Sus rolas, diminutos caballos de Troya, son un ingenioso juego de sonidos y palabras que insisten en provocar la risa para mostrarnos con grotesca ironía esa otra realidad, invisibilizada por el puritanismo tapatío. Niño déjese ahí o Dale de comer al conejito consignan con aparente aire inofensivo a una Guadalajara efervescente, viva y siempre dispuesta al contacto físico en cualquiera de sus formas. La tapatía, además de ofrecernos un hilarante recorrido por el ombligo de la ciudad, nos dice que de éste y del “otro lado de la calzada”, en camión o en flamantes camionetas, siempre hay una tapatía cachonda, pacheca y glotona preparada para vivir un affaire. No obstante en su risa no hay moral ni juicio. En cada palabra, en cada canción Julio Haro está presente. Sus letras, a excepción de un par, están escritas en primera persona. Es él quien protagoniza cada historia, es él el onanista; el ateo, no iba a misa ni de relajo; el que se prende a una cintura para entregar su último tesoro a un amor furtivo. Es él quien en ocho tracks labró, en una suerte de atanor alquímico, la experiencia de estar vivo como algo inalienable y al mismo tiempo universal.

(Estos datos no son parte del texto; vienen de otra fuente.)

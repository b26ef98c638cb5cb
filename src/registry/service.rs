use std::collections::HashMap;
use std::sync::Arc;

use chrono::Utc;
use tokio::sync::RwLock;

use crate::error::{ApiError, ApiResult};
use crate::events::{EventBus, LifecycleEvent};
use crate::metadata::{BatchDraft, MetadataPublisher};
use crate::registry::ledger::{Ledger, LedgerError};
use crate::registry::model::{
    BalanceView, Capability, CoffeeBatch, DeclaredFields, LedgerReceipt, MintAuthorization,
    NewBatchRecord, VerificationStatus, VerificationUpdate,
};

/// Client for the on-chain batch registry and its token
#[derive(Clone)]
pub struct BatchRegistry {
    ledger: Arc<dyn Ledger>,
    publisher: MetadataPublisher,
    operator: String,
    events: EventBus,
    /// Balances reported by our own writes, not yet confirmed by a read
    pending: Arc<RwLock<HashMap<(String, u64), u64>>>,
}

impl BatchRegistry {
    pub fn new(
        ledger: Arc<dyn Ledger>,
        publisher: MetadataPublisher,
        operator: impl Into<String>,
        events: EventBus,
    ) -> Self {
        Self {
            ledger,
            publisher,
            operator: operator.into(),
            events,
            pending: Arc::new(RwLock::new(HashMap::new())),
        }
    }

    pub fn publisher(&self) -> &MetadataPublisher {
        &self.publisher
    }

    pub fn operator(&self) -> &str {
        &self.operator
    }

    /// Register a batch whose metadata is already published.
    ///
    /// The document must exist, hash to `content_hash` and agree with `declared`
    /// before the ledger is touched.
    pub async fn register_batch(
        &self,
        metadata_ref: &str,
        content_hash: &str,
        declared: DeclaredFields,
    ) -> ApiResult<CoffeeBatch> {
        let document = self
            .publisher
            .verify_reference(metadata_ref, content_hash)
            .await?;
        let mismatches = declared.mismatches(&document);
        if !mismatches.is_empty() {
            return Err(ApiError::ValidationError(mismatches));
        }

        let record = NewBatchRecord::new(metadata_ref, content_hash, &declared);
        let batch = self.ledger.register_batch(record).await.map_err(|e| match e {
            LedgerError::Rejected(reason) => ApiError::RegistrationError(reason),
            other => other.into(),
        })?;

        tracing::info!(
            batch_id = batch.batch_id,
            metadata_ref = %batch.metadata_ref,
            tx_hash = %batch.tx_hash,
            "Batch registered"
        );
        self.events.publish(LifecycleEvent::BatchRegistered {
            batch_id: batch.batch_id,
            metadata_ref: batch.metadata_ref.clone(),
            tx_hash: batch.tx_hash.clone(),
        });

        Ok(batch)
    }

    /// Publish the draft's metadata, then register the batch against it
    pub async fn publish_and_register(&self, draft: &BatchDraft) -> ApiResult<CoffeeBatch> {
        let published = self.publisher.publish(draft).await?;
        self.register_batch(
            &published.reference,
            &published.content_hash,
            DeclaredFields::from(draft),
        )
        .await
    }

    pub async fn get_batch(&self, batch_id: u64) -> ApiResult<CoffeeBatch> {
        self.find_batch(batch_id)
            .await?
            .ok_or_else(|| ApiError::NotFound(format!("Batch {} not found", batch_id)))
    }

    pub async fn find_batch(&self, batch_id: u64) -> ApiResult<Option<CoffeeBatch>> {
        Ok(self.ledger.get_batch(batch_id).await?)
    }

    /// Snapshot of unexpired batch ids, ascending
    pub async fn list_active_batch_ids(&self) -> ApiResult<Vec<u64>> {
        Ok(self.ledger.list_active_batch_ids(Utc::now()).await?)
    }

    pub async fn list_active_batches(&self) -> ApiResult<Vec<CoffeeBatch>> {
        let mut batches = Vec::new();
        for batch_id in self.list_active_batch_ids().await? {
            if let Some(batch) = self.ledger.get_batch(batch_id).await? {
                batches.push(batch);
            }
        }
        Ok(batches)
    }

    /// Mint under an authorization; replays of the same reference mint nothing
    pub async fn mint(&self, authorization: &MintAuthorization) -> ApiResult<LedgerReceipt> {
        if authorization.amount() == 0 {
            return Err(ApiError::AmountError("mint amount must be greater than zero".to_string()));
        }
        self.require_capability(&self.operator, Capability::Mint).await?;

        let receipt = self
            .ledger
            .mint(
                authorization.batch_id(),
                authorization.recipient(),
                authorization.amount(),
                authorization.reference(),
            )
            .await?;

        if receipt.replayed {
            tracing::info!(
                batch_id = authorization.batch_id(),
                reference = %authorization.reference(),
                "Mint reference already applied, skipping"
            );
            return Ok(receipt);
        }

        self.record_pending(authorization.recipient(), authorization.batch_id(), receipt.balance)
            .await;
        tracing::info!(
            batch_id = authorization.batch_id(),
            recipient = %authorization.recipient(),
            amount = authorization.amount(),
            source = ?authorization.source(),
            tx_hash = %receipt.tx_hash,
            "Tokens minted"
        );
        self.events.publish(LifecycleEvent::TokensMinted {
            batch_id: authorization.batch_id(),
            recipient: authorization.recipient().to_string(),
            amount: authorization.amount(),
            tx_hash: receipt.tx_hash.clone(),
        });

        Ok(receipt)
    }

    pub(crate) async fn burn(&self, holder: &str, batch_id: u64, amount: u64) -> ApiResult<LedgerReceipt> {
        if amount == 0 {
            return Err(ApiError::AmountError("burn amount must be greater than zero".to_string()));
        }

        let receipt = self.ledger.burn(holder, batch_id, amount).await?;
        self.record_pending(holder, batch_id, receipt.balance).await;

        tracing::info!(batch_id, holder = %holder, amount, tx_hash = %receipt.tx_hash, "Tokens burned");
        self.events.publish(LifecycleEvent::TokensBurned {
            batch_id,
            holder: holder.to_string(),
            amount,
            tx_hash: receipt.tx_hash.clone(),
        });

        Ok(receipt)
    }

    /// Confirmed balance read from the ledger; clears any pending value
    pub async fn balance_of(&self, holder: &str, batch_id: u64) -> ApiResult<u64> {
        let confirmed = self.ledger.balance_of(holder, batch_id).await?;
        self.pending
            .write()
            .await
            .remove(&(holder.to_string(), batch_id));
        Ok(confirmed)
    }

    /// Confirmed balance plus the pending value it reconciled, when they disagreed
    pub async fn balance_view(&self, holder: &str, batch_id: u64) -> ApiResult<BalanceView> {
        let recorded = self
            .pending
            .read()
            .await
            .get(&(holder.to_string(), batch_id))
            .copied();
        let confirmed = self.balance_of(holder, batch_id).await?;

        Ok(BalanceView {
            holder: holder.to_string(),
            batch_id,
            confirmed,
            pending: recorded.filter(|value| *value != confirmed),
        })
    }

    pub async fn has_capability(&self, identity: &str, capability: Capability) -> ApiResult<bool> {
        Ok(self.ledger.has_capability(identity, capability).await?)
    }

    pub async fn require_capability(&self, identity: &str, capability: Capability) -> ApiResult<()> {
        if self.has_capability(identity, capability).await? {
            Ok(())
        } else {
            Err(ApiError::AuthorizationError(format!(
                "{} does not hold the '{}' capability",
                identity, capability
            )))
        }
    }

    pub(crate) async fn record_verification(
        &self,
        batch_id: u64,
        update: VerificationUpdate,
    ) -> ApiResult<CoffeeBatch> {
        let status = update.status;
        let batch = self.ledger.update_verification(batch_id, update).await?;
        self.events
            .publish(LifecycleEvent::BatchStatusChanged { batch_id, status });
        Ok(batch)
    }

    pub(crate) async fn set_verification_status(
        &self,
        batch_id: u64,
        status: VerificationStatus,
    ) -> ApiResult<CoffeeBatch> {
        self.record_verification(batch_id, VerificationUpdate::status(status))
            .await
    }

    async fn record_pending(&self, holder: &str, batch_id: u64, balance: u64) {
        self.pending
            .write()
            .await
            .insert((holder.to_string(), batch_id), balance);
    }

    #[cfg(test)]
    pub(crate) async fn pending_balance(&self, holder: &str, batch_id: u64) -> Option<u64> {
        self.pending
            .read()
            .await
            .get(&(holder.to_string(), batch_id))
            .copied()
    }
}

En El menjurje Haro apunta hacía la dialéctica del cuerpo como única posibilidad para ser uno con el todo. El erotismo llevado a los términos de Georges Bataille, en el que una continuidad mágica nos fusiona para arrastrarnos al límite y a su proximidad con la muerte, es la pócima mágica para devolverlo a la vida: “de ese alambique que tienes, de ese licor, dame una gota para olvidar el dolor que me consume”. ¡Ay!, es tan corto el amor, y es tan largo el deseo.

También, Julio Haro es capaz de romper con su lírica a cambio de no ceder un ápice a la solemnidad. La intensidad de una historia o la angustia de un hombre derrotado por la soledad y la inminencia de su muerte, —dicen que en la grabación del disco ya sabía que estaba infectado de VIH—, es rota con una frase prosaica que reitera la vis cómica y ácida de Haro y la banalidad de la vida.

La risa de Julio Haro buscaba terminar con un mundo plagado de injusticias en el que nunca “se halló”, y reemplazarlo por otro mejor. Quería crear una nueva realidad que desplazara a la otra, que ya no podía mantenerse porque había perdido su sentido. La risa de Haro es, pues, una liberación con la cual subraya la imperfección del tiempo que le tocó vivir y a través de ella pretendió transformarlo y renovarlo.

Finalmente, la madrugada del 4 de enero de 1992, Julio Haro, harto de ser un pobre vagabundo, decidió que su reino no era de este mundo y se fue. Desde entonces su risa está y existe, ávida de transgresión, de cambios; te mira con ternura y te guiña el ojo para luego decirte: “no te hagas, que a ti te está pasando lo mismo que a mí”.